Stored data entries
★ ★ ★ ★

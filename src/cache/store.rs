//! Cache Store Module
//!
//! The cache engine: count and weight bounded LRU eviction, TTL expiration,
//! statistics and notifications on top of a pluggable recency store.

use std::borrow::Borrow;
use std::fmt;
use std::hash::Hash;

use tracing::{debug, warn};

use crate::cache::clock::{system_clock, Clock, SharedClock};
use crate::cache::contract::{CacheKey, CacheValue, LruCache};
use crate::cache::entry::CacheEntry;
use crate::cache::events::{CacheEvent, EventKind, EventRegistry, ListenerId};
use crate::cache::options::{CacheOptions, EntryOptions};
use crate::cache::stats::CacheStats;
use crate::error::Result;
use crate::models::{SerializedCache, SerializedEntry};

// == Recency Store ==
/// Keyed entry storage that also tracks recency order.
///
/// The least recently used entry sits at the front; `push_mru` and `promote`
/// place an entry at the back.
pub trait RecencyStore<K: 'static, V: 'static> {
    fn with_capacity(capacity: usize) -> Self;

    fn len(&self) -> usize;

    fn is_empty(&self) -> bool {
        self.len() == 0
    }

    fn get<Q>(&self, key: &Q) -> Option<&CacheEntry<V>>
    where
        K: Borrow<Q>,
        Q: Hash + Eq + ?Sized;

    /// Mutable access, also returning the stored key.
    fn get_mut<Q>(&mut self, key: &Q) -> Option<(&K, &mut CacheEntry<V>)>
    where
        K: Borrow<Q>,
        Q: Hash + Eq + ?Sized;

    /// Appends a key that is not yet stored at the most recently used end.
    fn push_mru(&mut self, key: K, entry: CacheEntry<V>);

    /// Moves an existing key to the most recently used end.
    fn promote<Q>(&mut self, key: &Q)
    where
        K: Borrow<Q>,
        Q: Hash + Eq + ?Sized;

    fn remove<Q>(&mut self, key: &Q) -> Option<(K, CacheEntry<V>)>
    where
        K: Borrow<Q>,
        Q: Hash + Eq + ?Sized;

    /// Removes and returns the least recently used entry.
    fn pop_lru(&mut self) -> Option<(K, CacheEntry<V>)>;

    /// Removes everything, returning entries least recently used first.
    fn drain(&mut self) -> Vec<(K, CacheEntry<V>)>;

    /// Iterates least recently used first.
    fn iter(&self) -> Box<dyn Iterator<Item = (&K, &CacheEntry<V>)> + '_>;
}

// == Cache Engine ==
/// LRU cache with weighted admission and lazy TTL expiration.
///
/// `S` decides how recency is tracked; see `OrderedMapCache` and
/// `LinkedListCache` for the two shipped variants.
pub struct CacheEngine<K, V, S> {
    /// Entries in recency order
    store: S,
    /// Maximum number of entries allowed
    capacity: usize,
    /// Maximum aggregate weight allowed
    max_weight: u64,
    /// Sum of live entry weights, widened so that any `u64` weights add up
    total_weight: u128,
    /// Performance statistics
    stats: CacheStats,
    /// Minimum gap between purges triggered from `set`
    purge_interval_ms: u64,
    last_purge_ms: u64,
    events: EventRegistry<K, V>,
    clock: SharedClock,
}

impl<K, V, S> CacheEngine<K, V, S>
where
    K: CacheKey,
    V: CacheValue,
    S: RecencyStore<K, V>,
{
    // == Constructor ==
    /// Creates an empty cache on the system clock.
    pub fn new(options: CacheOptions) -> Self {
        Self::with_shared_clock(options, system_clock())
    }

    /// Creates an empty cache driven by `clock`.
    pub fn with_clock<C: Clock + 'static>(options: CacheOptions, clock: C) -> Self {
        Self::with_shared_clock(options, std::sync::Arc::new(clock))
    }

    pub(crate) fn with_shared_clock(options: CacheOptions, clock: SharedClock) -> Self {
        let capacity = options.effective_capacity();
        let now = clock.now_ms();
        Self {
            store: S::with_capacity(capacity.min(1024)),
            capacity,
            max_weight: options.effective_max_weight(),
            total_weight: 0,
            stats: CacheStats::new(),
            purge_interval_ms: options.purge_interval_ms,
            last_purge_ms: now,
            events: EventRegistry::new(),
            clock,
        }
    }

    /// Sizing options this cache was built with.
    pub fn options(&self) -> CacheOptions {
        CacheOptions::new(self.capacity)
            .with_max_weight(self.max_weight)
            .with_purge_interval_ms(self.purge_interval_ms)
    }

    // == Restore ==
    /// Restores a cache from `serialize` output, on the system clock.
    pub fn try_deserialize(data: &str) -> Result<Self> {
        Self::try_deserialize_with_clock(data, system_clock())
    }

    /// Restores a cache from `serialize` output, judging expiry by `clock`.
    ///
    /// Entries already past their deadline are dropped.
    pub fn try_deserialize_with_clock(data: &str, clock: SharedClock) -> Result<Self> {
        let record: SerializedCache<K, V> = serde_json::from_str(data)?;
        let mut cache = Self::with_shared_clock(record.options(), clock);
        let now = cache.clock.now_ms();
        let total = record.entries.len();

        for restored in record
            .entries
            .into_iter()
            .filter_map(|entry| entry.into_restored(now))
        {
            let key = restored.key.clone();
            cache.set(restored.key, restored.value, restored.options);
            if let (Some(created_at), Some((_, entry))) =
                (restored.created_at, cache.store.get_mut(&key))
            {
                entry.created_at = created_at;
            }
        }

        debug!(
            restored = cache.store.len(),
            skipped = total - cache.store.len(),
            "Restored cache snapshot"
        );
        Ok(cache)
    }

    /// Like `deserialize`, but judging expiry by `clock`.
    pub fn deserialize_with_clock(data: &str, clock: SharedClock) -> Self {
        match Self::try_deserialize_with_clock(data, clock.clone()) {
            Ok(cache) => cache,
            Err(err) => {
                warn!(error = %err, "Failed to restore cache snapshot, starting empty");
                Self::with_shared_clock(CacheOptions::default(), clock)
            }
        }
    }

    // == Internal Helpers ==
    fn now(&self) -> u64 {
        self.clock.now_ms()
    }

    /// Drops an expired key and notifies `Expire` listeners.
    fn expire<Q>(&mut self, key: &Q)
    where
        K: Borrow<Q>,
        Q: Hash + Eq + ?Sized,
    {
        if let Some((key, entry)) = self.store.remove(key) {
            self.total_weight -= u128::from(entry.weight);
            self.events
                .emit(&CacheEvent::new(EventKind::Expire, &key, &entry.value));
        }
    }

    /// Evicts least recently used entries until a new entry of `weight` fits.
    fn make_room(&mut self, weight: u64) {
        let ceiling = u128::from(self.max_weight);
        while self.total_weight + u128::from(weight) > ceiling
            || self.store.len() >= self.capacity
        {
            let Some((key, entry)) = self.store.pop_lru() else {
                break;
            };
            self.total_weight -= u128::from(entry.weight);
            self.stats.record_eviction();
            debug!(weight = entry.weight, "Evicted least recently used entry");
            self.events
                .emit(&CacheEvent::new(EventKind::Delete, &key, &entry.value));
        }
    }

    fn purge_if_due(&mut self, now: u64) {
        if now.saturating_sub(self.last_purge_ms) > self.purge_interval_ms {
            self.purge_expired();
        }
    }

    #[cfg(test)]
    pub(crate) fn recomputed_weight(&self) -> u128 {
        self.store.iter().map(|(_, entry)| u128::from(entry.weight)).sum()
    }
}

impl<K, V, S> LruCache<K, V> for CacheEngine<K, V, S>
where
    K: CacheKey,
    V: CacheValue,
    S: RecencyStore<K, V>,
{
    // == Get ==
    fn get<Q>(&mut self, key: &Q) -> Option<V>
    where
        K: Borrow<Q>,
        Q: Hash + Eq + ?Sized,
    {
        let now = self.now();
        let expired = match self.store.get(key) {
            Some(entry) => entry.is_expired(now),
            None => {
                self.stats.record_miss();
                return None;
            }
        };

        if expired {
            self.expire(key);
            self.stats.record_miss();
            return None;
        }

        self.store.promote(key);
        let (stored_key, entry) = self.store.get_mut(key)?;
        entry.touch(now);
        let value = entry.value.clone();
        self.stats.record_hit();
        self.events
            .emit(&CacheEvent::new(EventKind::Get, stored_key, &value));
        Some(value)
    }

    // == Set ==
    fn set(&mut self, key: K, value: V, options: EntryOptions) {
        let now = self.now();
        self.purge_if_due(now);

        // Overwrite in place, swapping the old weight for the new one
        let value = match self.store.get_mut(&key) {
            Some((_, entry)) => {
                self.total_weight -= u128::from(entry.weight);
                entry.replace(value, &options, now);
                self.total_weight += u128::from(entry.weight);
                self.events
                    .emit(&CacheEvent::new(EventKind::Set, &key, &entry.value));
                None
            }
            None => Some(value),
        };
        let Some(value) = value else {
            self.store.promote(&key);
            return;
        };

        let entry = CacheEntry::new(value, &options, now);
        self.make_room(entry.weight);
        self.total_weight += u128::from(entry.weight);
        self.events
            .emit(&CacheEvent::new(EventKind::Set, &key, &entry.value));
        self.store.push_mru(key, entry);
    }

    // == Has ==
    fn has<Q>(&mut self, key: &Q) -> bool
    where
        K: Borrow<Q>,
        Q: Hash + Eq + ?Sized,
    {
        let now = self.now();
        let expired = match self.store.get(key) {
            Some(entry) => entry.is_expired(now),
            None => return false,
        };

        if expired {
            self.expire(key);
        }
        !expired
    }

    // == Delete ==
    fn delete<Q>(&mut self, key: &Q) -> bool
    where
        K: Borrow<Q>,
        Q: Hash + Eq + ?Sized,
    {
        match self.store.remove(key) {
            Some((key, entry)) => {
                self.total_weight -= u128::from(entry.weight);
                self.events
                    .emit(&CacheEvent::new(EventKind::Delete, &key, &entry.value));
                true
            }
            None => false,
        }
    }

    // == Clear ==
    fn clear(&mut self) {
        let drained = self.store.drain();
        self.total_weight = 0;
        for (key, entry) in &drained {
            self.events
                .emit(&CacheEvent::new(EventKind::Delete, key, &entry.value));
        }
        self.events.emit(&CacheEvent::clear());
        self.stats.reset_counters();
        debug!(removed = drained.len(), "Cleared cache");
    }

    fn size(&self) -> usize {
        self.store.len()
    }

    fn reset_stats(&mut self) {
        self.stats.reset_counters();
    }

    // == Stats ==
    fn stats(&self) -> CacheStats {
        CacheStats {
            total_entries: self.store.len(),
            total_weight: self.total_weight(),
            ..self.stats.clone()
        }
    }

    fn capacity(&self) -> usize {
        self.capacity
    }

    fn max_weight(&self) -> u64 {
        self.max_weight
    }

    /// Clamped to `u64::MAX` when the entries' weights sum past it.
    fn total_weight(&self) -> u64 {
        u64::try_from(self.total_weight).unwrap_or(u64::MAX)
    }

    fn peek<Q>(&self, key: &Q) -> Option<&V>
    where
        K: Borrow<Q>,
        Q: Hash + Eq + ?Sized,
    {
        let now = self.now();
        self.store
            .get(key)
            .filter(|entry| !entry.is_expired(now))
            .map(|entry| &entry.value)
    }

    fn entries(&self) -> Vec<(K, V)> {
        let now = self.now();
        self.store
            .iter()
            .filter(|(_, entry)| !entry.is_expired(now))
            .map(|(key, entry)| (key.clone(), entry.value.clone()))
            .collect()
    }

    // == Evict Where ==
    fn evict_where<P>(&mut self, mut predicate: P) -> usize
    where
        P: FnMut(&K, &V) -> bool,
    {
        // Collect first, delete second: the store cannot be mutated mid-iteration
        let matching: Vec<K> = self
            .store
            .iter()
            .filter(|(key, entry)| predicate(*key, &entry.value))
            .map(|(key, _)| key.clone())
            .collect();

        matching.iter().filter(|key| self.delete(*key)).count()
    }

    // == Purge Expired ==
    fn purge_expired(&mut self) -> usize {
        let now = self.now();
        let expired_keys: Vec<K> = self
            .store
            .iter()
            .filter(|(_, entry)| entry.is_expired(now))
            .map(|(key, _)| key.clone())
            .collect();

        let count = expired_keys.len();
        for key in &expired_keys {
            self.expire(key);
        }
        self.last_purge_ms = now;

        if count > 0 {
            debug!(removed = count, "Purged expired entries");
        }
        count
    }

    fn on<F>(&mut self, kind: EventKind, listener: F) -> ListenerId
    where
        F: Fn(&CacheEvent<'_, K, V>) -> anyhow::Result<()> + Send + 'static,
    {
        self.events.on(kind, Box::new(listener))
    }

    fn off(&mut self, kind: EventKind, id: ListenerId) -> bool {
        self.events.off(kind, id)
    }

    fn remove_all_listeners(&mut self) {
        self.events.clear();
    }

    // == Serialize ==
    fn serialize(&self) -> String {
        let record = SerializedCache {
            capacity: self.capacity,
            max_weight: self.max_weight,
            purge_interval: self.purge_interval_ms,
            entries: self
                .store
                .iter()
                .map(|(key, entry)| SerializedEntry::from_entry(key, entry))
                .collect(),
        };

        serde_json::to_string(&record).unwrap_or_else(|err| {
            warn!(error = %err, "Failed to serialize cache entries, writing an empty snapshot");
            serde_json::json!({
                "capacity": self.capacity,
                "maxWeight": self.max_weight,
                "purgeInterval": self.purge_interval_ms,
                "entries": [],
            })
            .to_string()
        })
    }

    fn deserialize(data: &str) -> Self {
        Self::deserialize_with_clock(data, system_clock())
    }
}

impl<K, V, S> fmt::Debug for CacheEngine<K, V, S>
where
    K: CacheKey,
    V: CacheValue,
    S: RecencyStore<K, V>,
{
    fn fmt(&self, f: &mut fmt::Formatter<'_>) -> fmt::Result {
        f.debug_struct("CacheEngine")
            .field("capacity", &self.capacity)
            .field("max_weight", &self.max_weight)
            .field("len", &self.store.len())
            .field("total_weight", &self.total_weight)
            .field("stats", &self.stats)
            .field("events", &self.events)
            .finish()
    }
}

★ ★ ★ ★

◆ **Exercise**
Take from the entries every line that has the string "capacity".

◆ **Written solution**
    fn with_capacity(capacity: usize) -> Self;
    capacity: usize,
        let capacity = options.effective_capacity();
            store: S::with_capacity(capacity.min(1024)),
            capacity,
        CacheOptions::new(self.capacity)
            || self.store.len() >= self.capacity
    fn capacity(&self) -> usize {
        self.capacity
            capacity: self.capacity,
                "capacity": self.capacity,
            .field("capacity", &self.capacity)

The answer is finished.